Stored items
*** Begin section ***

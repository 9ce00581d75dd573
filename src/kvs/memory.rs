//! In-memory KVS
//!
//! Values live in a sorted map keyed by full path; directories are implied
//! by key prefixes. Directory listings are returned in name order.
//!
//! Faults can be injected per key so callers can exercise error paths, and
//! every lookup/readdir request is recorded in order.

use std::collections::{BTreeMap, HashMap};
use std::sync::{Mutex, RwLock};

use super::errors::{KvsError, KvsResult};
use super::txn::{Transaction, TxnOp};
use super::{validate_key, DirEntry, Kvs, KvsDir, KvsFuture, SEPARATOR};

/// Hierarchical KVS held in memory
#[derive(Debug, Default)]
pub struct MemoryKvs {
    values: RwLock<BTreeMap<String, String>>,
    faults: RwLock<HashMap<String, KvsError>>,
    commit_fault: RwLock<Option<KvsError>>,
    requests: Mutex<Vec<String>>,
}

impl MemoryKvs {
    /// Creates an empty store
    pub fn new() -> Self {
        Self::default()
    }

    /// Stores a value directly, bypassing transactions
    pub fn insert(&self, key: &str, value: impl Into<String>) -> KvsResult<()> {
        validate_key(key)?;
        let mut values = self.values.write().map_err(|_| poisoned(key))?;
        put_value(&mut values, key, value.into());
        Ok(())
    }

    /// Makes lookups and listings of `key` fail with `error`
    pub fn inject_fault(&self, key: &str, error: KvsError) {
        if let Ok(mut faults) = self.faults.write() {
            faults.insert(key.to_string(), error);
        }
    }

    /// Makes every commit fail with `error`
    pub fn inject_commit_fault(&self, error: KvsError) {
        if let Ok(mut fault) = self.commit_fault.write() {
            *fault = Some(error);
        }
    }

    /// Removes all injected faults
    pub fn clear_faults(&self) {
        if let Ok(mut faults) = self.faults.write() {
            faults.clear();
        }
        if let Ok(mut fault) = self.commit_fault.write() {
            *fault = None;
        }
    }

    /// Keys requested through lookup/readdir, in request order
    pub fn requests(&self) -> Vec<String> {
        self.requests
            .lock()
            .map(|requests| requests.clone())
            .unwrap_or_default()
    }

    /// Reads a value synchronously
    pub fn get(&self, key: &str) -> Option<String> {
        self.values.read().ok()?.get(key).cloned()
    }

    /// Number of stored values
    pub fn len(&self) -> usize {
        self.values.read().map(|values| values.len()).unwrap_or(0)
    }

    pub fn is_empty(&self) -> bool {
        self.len() == 0
    }

    fn record(&self, key: &str) {
        if let Ok(mut requests) = self.requests.lock() {
            requests.push(key.to_string());
        }
    }

    fn fault(&self, key: &str) -> Option<KvsError> {
        self.faults.read().ok()?.get(key).cloned()
    }

    fn lookup_now(&self, key: &str) -> KvsResult<String> {
        self.record(key);
        validate_key(key)?;
        if let Some(err) = self.fault(key) {
            return Err(err);
        }
        let values = self.values.read().map_err(|_| poisoned(key))?;
        if let Some(value) = values.get(key) {
            return Ok(value.clone());
        }
        if has_children(&values, key) {
            return Err(KvsError::IsADirectory(key.to_string()));
        }
        Err(KvsError::NotFound(key.to_string()))
    }

    fn readdir_now(&self, key: &str) -> KvsResult<KvsDir> {
        self.record(key);
        validate_key(key)?;
        if let Some(err) = self.fault(key) {
            return Err(err);
        }
        let values = self.values.read().map_err(|_| poisoned(key))?;
        if values.contains_key(key) {
            return Err(KvsError::NotADirectory(key.to_string()));
        }

        let prefix = format!("{}{}", key, SEPARATOR);
        let mut children: BTreeMap<String, bool> = BTreeMap::new();
        for full in values.range(prefix.clone()..).map(|(k, _)| k) {
            let Some(rest) = full.strip_prefix(&prefix) else {
                break;
            };
            let (name, is_dir) = match rest.split_once(SEPARATOR) {
                Some((name, _)) => (name, true),
                None => (rest, false),
            };
            *children.entry(name.to_string()).or_insert(false) |= is_dir;
        }

        if children.is_empty() {
            return Err(KvsError::NotFound(key.to_string()));
        }

        let entries = children
            .into_iter()
            .map(|(name, is_dir)| DirEntry { name, is_dir })
            .collect();
        Ok(KvsDir::new(key, entries))
    }

    fn commit_now(&self, txn: Transaction) -> KvsResult<()> {
        if let Some(err) = self.commit_fault.read().ok().and_then(|f| f.clone()) {
            return Err(err);
        }
        let mut values = self
            .values
            .write()
            .map_err(|_| KvsError::io("commit", "store lock poisoned"))?;
        for op in txn.ops() {
            match op {
                TxnOp::Put { key, value } => put_value(&mut values, key, value.clone()),
                TxnOp::Unlink { key } => remove_subtree(&mut values, key),
            }
        }
        Ok(())
    }
}

impl Kvs for MemoryKvs {
    fn lookup(&self, key: &str) -> KvsFuture<'_, String> {
        let result = self.lookup_now(key);
        Box::pin(async move { result })
    }

    fn readdir(&self, key: &str) -> KvsFuture<'_, KvsDir> {
        let result = self.readdir_now(key);
        Box::pin(async move { result })
    }

    fn commit(&self, txn: Transaction) -> KvsFuture<'_, ()> {
        let result = self.commit_now(txn);
        Box::pin(async move { result })
    }
}

fn poisoned(key: &str) -> KvsError {
    KvsError::io(key, "store lock poisoned")
}

fn has_children(values: &BTreeMap<String, String>, key: &str) -> bool {
    let prefix = format!("{}{}", key, SEPARATOR);
    values
        .range(prefix.clone()..)
        .next()
        .is_some_and(|(k, _)| k.starts_with(&prefix))
}

/// Stores a value, replacing any value at an ancestor key and any subtree
/// at the key itself.
fn put_value(values: &mut BTreeMap<String, String>, key: &str, value: String) {
    let mut end = 0;
    while let Some(pos) = key[end..].find(SEPARATOR) {
        end += pos;
        values.remove(&key[..end]);
        end += 1;
    }
    remove_subtree(values, key);
    values.insert(key.to_string(), value);
}

fn remove_subtree(values: &mut BTreeMap<String, String>, key: &str) {
    let prefix = format!("{}{}", key, SEPARATOR);
    let doomed: Vec<String> = values
        .range(prefix.clone()..)
        .map(|(k, _)| k)
        .take_while(|k| k.starts_with(&prefix))
        .cloned()
        .collect();
    for k in doomed {
        values.remove(&k);
    }
    values.remove(key);
}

*** End section ***

== Brief ==
Restating the data word for word is the whole task.

== The completed task ==
repository 9ce00581d75dd573
filename src/kvs/memory.rs
//! In-memory KVS
//!
//! Values live in a sorted map keyed by full path; directories are implied
//! by key prefixes. Directory listings are returned in name order.
//!
//! Faults can be injected per key so callers can exercise error paths, and
//! every lookup/readdir request is recorded in order.

use std::collections::{BTreeMap, HashMap};
use std::sync::{Mutex, RwLock};

use super::errors::{KvsError, KvsResult};
use super::txn::{Transaction, TxnOp};
use super::{validate_key, DirEntry, Kvs, KvsDir, KvsFuture, SEPARATOR};

/// Hierarchical KVS held in memory
#[derive(Debug, Default)]
pub struct MemoryKvs {
    values: RwLock<BTreeMap<String, String>>,
    faults: RwLock<HashMap<String, KvsError>>,
    commit_fault: RwLock<Option<KvsError>>,
    requests: Mutex<Vec<String>>,
}

impl MemoryKvs {
    /// Creates an empty store
    pub fn new() -> Self {
        Self::default()
    }

    /// Stores a value directly, bypassing transactions
    pub fn insert(&self, key: &str, value: impl Into<String>) -> KvsResult<()> {
        validate_key(key)?;
        let mut values = self.values.write().map_err(|_| poisoned(key))?;
        put_value(&mut values, key, value.into());
        Ok(())
    }

    /// Makes lookups and listings of `key` fail with `error`
    pub fn inject_fault(&self, key: &str, error: KvsError) {
        if let Ok(mut faults) = self.faults.write() {
            faults.insert(key.to_string(), error);
        }
    }

    /// Makes every commit fail with `error`
    pub fn inject_commit_fault(&self, error: KvsError) {
        if let Ok(mut fault) = self.commit_fault.write() {
            *fault = Some(error);
        }
    }

    /// Removes all injected faults
    pub fn clear_faults(&self) {
        if let Ok(mut faults) = self.faults.write() {
            faults.clear();
        }
        if let Ok(mut fault) = self.commit_fault.write() {
            *fault = None;
        }
    }

    /// Keys requested through lookup/readdir, in request order
    pub fn requests(&self) -> Vec<String> {
        self.requests
            .lock()
            .map(|requests| requests.clone())
            .unwrap_or_default()
    }

    /// Reads a value synchronously
    pub fn get(&self, key: &str) -> Option<String> {
        self.values.read().ok()?.get(key).cloned()
    }

    /// Number of stored values
    pub fn len(&self) -> usize {
        self.values.read().map(|values| values.len()).unwrap_or(0)
    }

    pub fn is_empty(&self) -> bool {
        self.len() == 0
    }

    fn record(&self, key: &str) {
        if let Ok(mut requests) = self.requests.lock() {
            requests.push(key.to_string());
        }
    }

    fn fault(&self, key: &str) -> Option<KvsError> {
        self.faults.read().ok()?.get(key).cloned()
    }

    fn lookup_now(&self, key: &str) -> KvsResult<String> {
        self.record(key);
        validate_key(key)?;
        if let Some(err) = self.fault(key) {
            return Err(err);
        }
        let values = self.values.read().map_err(|_| poisoned(key))?;
        if let Some(value) = values.get(key) {
            return Ok(value.clone());
        }
        if has_children(&values, key) {
            return Err(KvsError::IsADirectory(key.to_string()));
        }
        Err(KvsError::NotFound(key.to_string()))
    }

    fn readdir_now(&self, key: &str) -> KvsResult<KvsDir> {
        self.record(key);
        validate_key(key)?;
        if let Some(err) = self.fault(key) {
            return Err(err);
        }
        let values = self.values.read().map_err(|_| poisoned(key))?;
        if values.contains_key(key) {
            return Err(KvsError::NotADirectory(key.to_string()));
        }

        let prefix = format!("{}{}", key, SEPARATOR);
        let mut children: BTreeMap<String, bool> = BTreeMap::new();
        for full in values.range(prefix.clone()..).map(|(k, _)| k) {
            let Some(rest) = full.strip_prefix(&prefix) else {
                break;
            };
            let (name, is_dir) = match rest.split_once(SEPARATOR) {
                Some((name, _)) => (name, true),
                None => (rest, false),
            };
            *children.entry(name.to_string()).or_insert(false) |= is_dir;
        }

        if children.is_empty() {
            return Err(KvsError::NotFound(key.to_string()));
        }

        let entries = children
            .into_iter()
            .map(|(name, is_dir)| DirEntry { name, is_dir })
            .collect();
        Ok(KvsDir::new(key, entries))
    }

    fn commit_now(&self, txn: Transaction) -> KvsResult<()> {
        if let Some(err) = self.commit_fault.read().ok().and_then(|f| f.clone()) {
            return Err(err);
        }
        let mut values = self
            .values
            .write()
            .map_err(|_| KvsError::io("commit", "store lock poisoned"))?;
        for op in txn.ops() {
            match op {
                TxnOp::Put { key, value } => put_value(&mut values, key, value.clone()),
                TxnOp::Unlink { key } => remove_subtree(&mut values, key),
            }
        }
        Ok(())
    }
}

impl Kvs for MemoryKvs {
    fn lookup(&self, key: &str) -> KvsFuture<'_, String> {
        let result = self.lookup_now(key);
        Box::pin(async move { result })
    }

    fn readdir(&self, key: &str) -> KvsFuture<'_, KvsDir> {
        let result = self.readdir_now(key);
        Box::pin(async move { result })
    }

    fn commit(&self, txn: Transaction) -> KvsFuture<'_, ()> {
        let result = self.commit_now(txn);
        Box::pin(async move { result })
    }
}

fn poisoned(key: &str) -> KvsError {
    KvsError::io(key, "store lock poisoned")
}

fn has_children(values: &BTreeMap<String, String>, key: &str) -> bool {
    let prefix = format!("{}{}", key, SEPARATOR);
    values
        .range(prefix.clone()..)
        .next()
        .is_some_and(|(k, _)| k.starts_with(&prefix))
}

/// Stores a value, replacing any value at an ancestor key and any subtree
/// at the key itself.
fn put_value(values: &mut BTreeMap<String, String>, key: &str, value: String) {
    let mut end = 0;
    while let Some(pos) = key[end..].find(SEPARATOR) {
        end += pos;
        values.remove(&key[..end]);
        end += 1;
    }
    remove_subtree(values, key);
    values.insert(key.to_string(), value);
}

fn remove_subtree(values: &mut BTreeMap<String, String>, key: &str) {
    let prefix = format!("{}{}", key, SEPARATOR);
    let doomed: Vec<String> = values
        .range(prefix.clone()..)
        .map(|(k, _)| k)
        .take_while(|k| k.starts_with(&prefix))
        .cloned()
        .collect();
    for k in doomed {
        values.remove(&k);
    }
    values.remove(key);
}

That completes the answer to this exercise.